過言

2010 年 10 月 9 日

試合開始前、空席が目立った。
SOLD OUTでは、なかったのか。
と思ってしまう程、空席が目立った。

試合終了の笛が近づくにつれ、スタジアム全体がソワソワしていた様に思えた。
歴史の目撃者になる。
あのアルゼンチンに勝つ。
そんな緊張と興奮からだったのかも知れない。

もし、自分が格下に思っているチームに負けたとする。
『まあ、手を抜いていたからね。』
そんな事を言えるだろうか。
誰がどう聞いても言い訳であり、負け惜しみであろう。

日本代表が今、東南アジアの国に負けたとしたら・・
貴方は“手を抜いていたから”と言えるだろうか。
悔しい気持ちと同時に、ある種の絶望を覚えるであろう。
断っておくが、東南アジアの国々をナメている訳ではない。
決して。

アジアの中での日本は追われる立場にある。
現在アジアの盟主の称号は失われているが、対戦国は『日本に勝てれば・・』もしくは『打倒、日本!』という心持ちで挑んでくるであろう。
そこをどう乗り越えるか。
来年のアジアカップが今から楽しみである。

ナショナルチーム同士の対戦ではセレスティブランコのユニフォームを身に纏ったアルゼンチンは世界中から恐れられている。
そんなアルゼンチンに勝った。
一軍のAチームのアルゼンチンに勝った。
素晴らしい事ではなかろうか。

勝った事のある「経験」この経験こそ今日一番の収穫だと私は考えている。
しかも一度も勝った事の無かった強豪国に勝ったという事実。
強豪国を相手に初陣を勝利で終えたザッケローニには絶対的な求心力を手に入れた事と私は思う。

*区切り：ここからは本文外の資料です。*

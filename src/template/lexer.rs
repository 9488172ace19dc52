//! Lexer for glue-code templates using logos

use logos::Logos;

/// Byte range in template source
pub type Span = std::ops::Range<usize>;

#[derive(Logos, Debug, Clone, PartialEq)]
pub enum Token {
    // Directives (the condition key may carry a leading `$`)
    #[regex(r"@IF\(\$?[A-Za-z_][A-Za-z0-9_]*\)", |lex| {
        let s = lex.slice();
        s[4..s.len() - 1].trim_start_matches('$').to_string()
    })]
    If(String),
    #[token("@ELSE")]
    Else,
    #[token("@END")]
    End,

    // `$` followed by the whole identifier run; the run is matched against
    // table keys at expansion time
    #[regex(r"\$[A-Za-z_][A-Za-z0-9_]*", |lex| lex.slice()[1..].to_string())]
    Placeholder(String),

    // Runs spanning a line break collapse to a single space so expanded
    // templates stay on one line
    #[regex(r"[ \t\r\n]+", |lex| {
        let s = lex.slice();
        if s.contains(['\n', '\r']) {
            " ".to_string()
        } else {
            s.to_string()
        }
    })]
    Space(String),

    #[regex(r"[^$@ \t\r\n]+", |lex| lex.slice().to_string())]
    Text(String),

    // A lone `$` or `@` that starts no directive or placeholder
    #[regex(r"[$@]", |lex| lex.slice().to_string())]
    Symbol(String),
}

/// Lex template source into tokens with spans
pub fn lex(input: &str) -> impl Iterator<Item = (Token, Span)> + '_ {
    Token::lexer(input)
        .spanned()
        .filter_map(|(tok, span)| tok.ok().map(|t| (t, span)))
}

#[cfg(test)]
mod tests {
    use super::*;

    fn tokens(input: &str) -> Vec<Token> {
        lex(input).map(|(t, _)| t).collect()
    }

    #[test]
    fn test_placeholder_takes_whole_identifier_run() {
        assert_eq!(
            tokens("_R_$CLASS_$CL_x"),
            vec![
                Token::Text("_R_".to_string()),
                Token::Placeholder("CLASS_".to_string()),
                Token::Placeholder("CL_x".to_string()),
            ]
        );
    }

    #[test]
    fn test_directives() {
        assert_eq!(
            tokens("@IF($RET_VOID)a@ELSE b@END"),
            vec![
                Token::If("RET_VOID".to_string()),
                Token::Text("a".to_string()),
                Token::Else,
                Token::Space(" ".to_string()),
                Token::Text("b".to_string()),
                Token::End,
            ]
        );
        assert_eq!(tokens("@IF(TPL)"), vec![Token::If("TPL".to_string())]);
    }

    #[test]
    fn test_line_breaks_collapse_into_one_space() {
        assert_eq!(
            tokens("a \n\t  b"),
            vec![
                Token::Text("a".to_string()),
                Token::Space(" ".to_string()),
                Token::Text("b".to_string()),
            ]
        );
    }

    #[test]
    fn test_inline_whitespace_kept_verbatim() {
        assert_eq!(
            tokens("a  b"),
            vec![
                Token::Text("a".to_string()),
                Token::Space("  ".to_string()),
                Token::Text("b".to_string()),
            ]
        );
    }

    #[test]
    fn test_lone_symbols_are_literal() {
        assert_eq!(
            tokens("x = $ 1 @ y"),
            vec![
                Token::Text("x".to_string()),
                Token::Space(" ".to_string()),
                Token::Text("=".to_string()),
                Token::Space(" ".to_string()),
                Token::Symbol("$".to_string()),
                Token::Space(" ".to_string()),
                Token::Text("1".to_string()),
                Token::Space(" ".to_string()),
                Token::Symbol("@".to_string()),
                Token::Space(" ".to_string()),
                Token::Text("y".to_string()),
            ]
        );
    }
}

ザッケローニ新監督は試合前『相手を尊重し過ぎない様に』とコメントを残している。
日本が初めてワールドカップに挑んだ1998年フランス大会。
初戦のアルゼンチン戦を0-1で落とした際、勝利したアルゼンチン代表監督ダニエル・パサレラは『日本はちょっと我々アルゼンチンを尊敬し過ぎた様だね』というコメントを残している。

時は経ち、紆余曲折あった。
雨も降った。
ただ、その雨こそ地を固めたのかも知れない。
日本は確実に強くなった。

そう思っても過言では無い気がしたザッケローニ新監督の初陣であった。